De 10 belangrijkste inzichten voor adverteerders uit het NMO-luisteronderzoek

Wat zijn de gevolgen van het nieuwe luisteronderzoek voor adverteerders en de radiomarkt. En wat moet er nu gebeuren? Een analyse.

Mobiele Radiostudio NPO Radio 2
Foto: ANP HH Peter Hilz

Door Eva Holtkamp en Jim Leeuw

Na jaren van plannen, testen, werven en onderzoeken maakte het NMO woensdag voor het eerst de nieuwe luistercijfers bekend. Wat leren de data ons?
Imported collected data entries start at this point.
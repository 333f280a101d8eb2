use anyhow::Result;
use saveguard_core::BackupManager;

pub async fn run(manager: &BackupManager) -> Result<()> {
    let stats = manager.storage_stats().await?;

    println!("Snapshots:        {} ({} deduplicated)", stats.snapshot_count, stats.dedup_snapshot_count);
    println!("Store size:       {}", format_size(stats.store_size_bytes as f64));
    println!("Logical files:    {}", stats.total_logical_files);
    println!("Without dedup:    {}", format_size(stats.theoretical_size_bytes as f64));
    println!(
        "Saved:            {} ({:.1}%)",
        format_size(stats.saved_bytes as f64),
        stats.saved_percent
    );
    Ok(())
}

fn format_size(mut size: f64) -> String {
    for unit in ["B", "KB", "MB"] {
        if size < 1024.0 {
            return format!("{size:.2} {unit}");
        }
        size /= 1024.0;
    }
    format!("{size:.2} GB")
}
//! # lrustore
//!
//! Bounded LRU key-value store with O(1) lookup, insertion, and eviction.
//!
//! ## Architecture
//! - **Key index**: AHash map from key to slot index (O(1) lookup)
//! - **Recency chain**: doubly-linked order threaded through a slot arena
//!   as stable indices (O(1) promotion and eviction)
//! - **Slot arena**: entries live in a recycled slot vector, never more
//!   than capacity slots
//!
//! Single-threaded by design: the store is mutated through `&mut self`
//! and carries no internal locking.

#![warn(missing_docs)]

mod error;
mod stats;
mod store;

pub use error::{Error, Result};
pub use stats::StoreStats;
pub use store::LruStore;

#[cfg(test)]
mod tests {
    use crate::LruStore;

    #[test]
    fn public_surface_smoke() {
        let mut store = LruStore::new(2).unwrap();
        store.put(1, 10);
        assert_eq!(store.get(1), Some(10));
        assert_eq!(store.get(2), None);
    }
}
En misschien wel de belangrijkste vraag: gaan we radio nu op een andere manier plannen en inzetten? 10 inzichten uit het nieuwe NMO- luisteronderzoek.

1. Fijnmazige data helpen om campagnes en commercials te optimaliseren 

Het NMO wordt passief gemeten met een app en registreert per minuut naar welke zender iemand luistert. Dat is vele malen preciezer dan het NLO waarin panelleden met dagboekjes de luistertijd per kwartier registreerden. Door deze fijnmazigere inzichten kan op minuutbasis geanalyseerd worden hoeveel er naar programma’s en spots wordt geluisterd om deze te optimaliseren.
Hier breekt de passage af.